# Aim of the task
Each line below that includes "InvalidState" counts once; report the total and nothing more.

Dataset entries

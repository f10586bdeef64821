//! Modem session state machine
//!
//! Owns the power sequencer, the connector and, once the link is up, the
//! command channel. `start()` walks the modem from off to a completed
//! handshake; `run()` then services unsolicited lines and periodic
//! connection maintenance until something goes wrong.

use crate::command::CommandChannel;
use crate::config::ModemConfig;
use crate::error::ModemError;
use crate::gpio::{PowerKey, StatusLine};
use crate::handshake::{HandshakeReport, HandshakeSequencer};
use crate::link::{Connector, SerialLink};
use crate::notification::Notification;
use crate::power::{PowerSequencer, PowerState};
use std::fmt;
use tokio::time::{interval, Instant, MissedTickBehavior};
use tracing::{debug, info, warn};

/// Lifecycle of a [`ModemSession`]
#[derive(Debug, Clone, Copy, PartialEq, Eq)]
pub enum SessionState {
    Off,
    PoweringOn,
    LinkOpen,
    Handshaking,
    Ready,
    GprsConnecting,
    GprsConnected,
}

impl fmt::Display for SessionState {
    fn fmt(&self, f: &mut fmt::Formatter<'_>) -> fmt::Result {
        let name = match self {
            SessionState::Off => "off",
            SessionState::PoweringOn => "powering_on",
            SessionState::LinkOpen => "link_open",
            SessionState::Handshaking => "handshaking",
            SessionState::Ready => "ready",
            SessionState::GprsConnecting => "gprs_connecting",
            SessionState::GprsConnected => "gprs_connected",
        };
        f.write_str(name)
    }
}

pub struct ModemSession<K, S, C: Connector> {
    power: PowerSequencer<K, S>,
    connector: C,
    handshake: HandshakeSequencer,
    channel: Option<CommandChannel<C::Link>>,
    config: ModemConfig,
    state: SessionState,
    gsm_initialized: bool,
    gprs_connected: bool,
    last_maintenance: Option<Instant>,
}

impl<K, S, C> ModemSession<K, S, C>
where
    K: PowerKey,
    S: StatusLine,
    C: Connector,
{
    pub fn new(key: K, status: S, connector: C, config: ModemConfig) -> Self {
        Self {
            power: PowerSequencer::new(key, status, config.power.clone()),
            connector,
            handshake: HandshakeSequencer::new(config.handshake.clone()),
            channel: None,
            config,
            state: SessionState::Off,
            gsm_initialized: false,
            gprs_connected: false,
            last_maintenance: None,
        }
    }

    /// Power the modem on, open the link and run the handshake.
    ///
    /// On failure the session is back in [`SessionState::Off`] and can be
    /// started again.
    pub async fn start(&mut self) -> Result<HandshakeReport, ModemError> {
        if self.state != SessionState::Off {
            return Err(ModemError::InvalidState {
                expected: SessionState::Off,
                actual: self.state,
            });
        }

        match self.bring_up().await {
            Ok(report) => {
                self.transition(SessionState::Ready);
                Ok(report)
            }
            Err(e) => {
                warn!("Modem start failed in state {}: {}", self.state, e);
                self.mark_off();
                Err(e)
            }
        }
    }

    async fn bring_up(&mut self) -> Result<HandshakeReport, ModemError> {
        self.transition(SessionState::PoweringOn);
        self.power.ensure_state(PowerState::On).await?;

        self.transition(SessionState::LinkOpen);
        let (link, rx) = self.connector.connect(self.config.link.baud_rate).await?;
        let channel = self
            .channel
            .insert(CommandChannel::new(link, rx, self.config.link.rx_poll_interval()));

        info!("Session state {} -> {}", self.state, SessionState::Handshaking);
        self.state = SessionState::Handshaking;
        self.handshake.run(channel).await
    }

    /// Drain complete lines from the receive buffer and act on them
    pub fn service(&mut self) -> Result<(), ModemError> {
        let channel = self.channel.as_mut().ok_or(ModemError::InvalidState {
            expected: SessionState::Ready,
            actual: self.state,
        })?;

        let mut power_down = None;
        while channel.rx().has_string() {
            let raw = channel.rx_mut().pop_string();
            let line = raw.trim();
            if line.is_empty() {
                continue;
            }

            match Notification::parse(line) {
                Notification::SmsReady => {
                    if !self.gsm_initialized {
                        info!("GSM initialized");
                        self.gsm_initialized = true;
                    }
                }
                Notification::CallReady | Notification::SimReady => info!("Modem: {}", line),
                Notification::PowerDown(reason) => {
                    power_down = Some(reason);
                    break;
                }
                Notification::Other(other) => debug!("Unhandled line {:?}", other),
            }
        }
        let health = channel.link().health();

        if let Some(reason) = power_down {
            warn!("Modem powered down: {}", reason);
            self.mark_off();
            return Err(ModemError::UnexpectedPowerDown(reason));
        }
        if let Err(e) = health {
            warn!("Serial link lost: {}", e);
            self.mark_off();
            return Err(e);
        }
        Ok(())
    }

    /// Periodic connection maintenance, at most once per maintenance interval
    pub async fn maintain(&mut self, now: Instant) -> Result<(), ModemError> {
        if !self.gsm_initialized {
            return Ok(());
        }
        if let Some(last) = self.last_maintenance {
            if now.saturating_duration_since(last) < self.config.session.maintenance_interval() {
                return Ok(());
            }
        }
        self.last_maintenance = Some(now);
        debug!("Connection maintenance");

        if self.config.session.gprs_enabled && !self.gprs_connected {
            match self.connect_gprs().await {
                Err(ModemError::Unsupported(what)) => warn!("Skipping {}", what),
                other => other?,
            }
        }
        Ok(())
    }

    /// Bring up the GPRS bearer
    pub async fn connect_gprs(&mut self) -> Result<(), ModemError> {
        Err(ModemError::Unsupported("GPRS bring-up"))
    }

    /// Service the link until an error ends the session
    pub async fn run(&mut self) -> Result<(), ModemError> {
        let mut ticker = interval(self.config.session.service_interval());
        ticker.set_missed_tick_behavior(MissedTickBehavior::Delay);

        info!("Session running");
        loop {
            ticker.tick().await;
            self.service()?;
            self.maintain(Instant::now()).await?;
        }
    }

    /// Close the link and switch the modem off
    pub async fn stop(&mut self) -> Result<(), ModemError> {
        info!("Stopping modem session");
        self.mark_off();
        self.power.ensure_state(PowerState::Off).await
    }

    /// Stop then start again
    pub async fn reset(&mut self) -> Result<HandshakeReport, ModemError> {
        self.stop().await?;
        self.start().await
    }

    pub fn state(&self) -> SessionState {
        self.state
    }

    pub fn is_gsm_initialized(&self) -> bool {
        self.gsm_initialized
    }

    pub fn is_gprs_connected(&self) -> bool {
        self.gprs_connected
    }

    pub fn last_maintenance(&self) -> Option<Instant> {
        self.last_maintenance
    }

    pub fn power_state(&mut self) -> Result<PowerState, ModemError> {
        self.power.query_power_state()
    }

    /// Command channel of the open link
    pub fn channel_mut(&mut self) -> Option<&mut CommandChannel<C::Link>> {
        self.channel.as_mut()
    }

    fn transition(&mut self, next: SessionState) {
        info!("Session state {} -> {}", self.state, next);
        self.state = next;
    }

    fn mark_off(&mut self) {
        self.channel = None;
        self.state = SessionState::Off;
        self.gsm_initialized = false;
        self.gprs_connected = false;
        self.last_maintenance = None;
    }
}
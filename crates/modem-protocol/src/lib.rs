//! Cellular Modem Protocol Implementation
//!
//! This crate drives a SIMCom-style cellular modem over a serial link: it
//! sequences the power key, runs the AT handshake (baud detection, echo
//! disable, hardware flow control) and parses the status lines the modem
//! sends while idle.

mod command;
mod config;
mod error;
mod gpio;
mod handshake;
mod link;
mod notification;
mod power;
mod session;
pub mod sim;

pub use command::{CommandChannel, CommandExchange};
pub use config::{HandshakeConfig, LinkConfig, ModemConfig, OverflowPolicy, PowerConfig, SessionConfig};
pub use error::ModemError;
pub use gpio::{ControlLines, PowerKey, StatusLine};
pub use handshake::{HandshakeReport, HandshakeSequencer, HandshakeStep};
pub use link::{
    spawn_pump, Connector, FlowControlled, LinkHandle, LinkRequest, RxConsumer, RxProducer, RxRing, SerialConnector,
    SerialLink, SerialPump, RX_BUFFER_SIZE,
};
pub use notification::Notification;
pub use power::{PowerSequencer, PowerState};
pub use session::{ModemSession, SessionState};

/// Fixed wire constants
pub mod at {
    /// Line ending appended to every command
    pub const LINE_ENDING: &str = "\r\n";
    /// Success sentinel searched for in responses
    pub const OK: &str = "OK\r";
    /// Baud rate the link is opened at
    pub const BAUD_RATE: u32 = 115_200;
    /// Status line sent by the modem once SMS services are up
    pub const SMS_READY: &str = "SMS Ready";
}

# Task response
2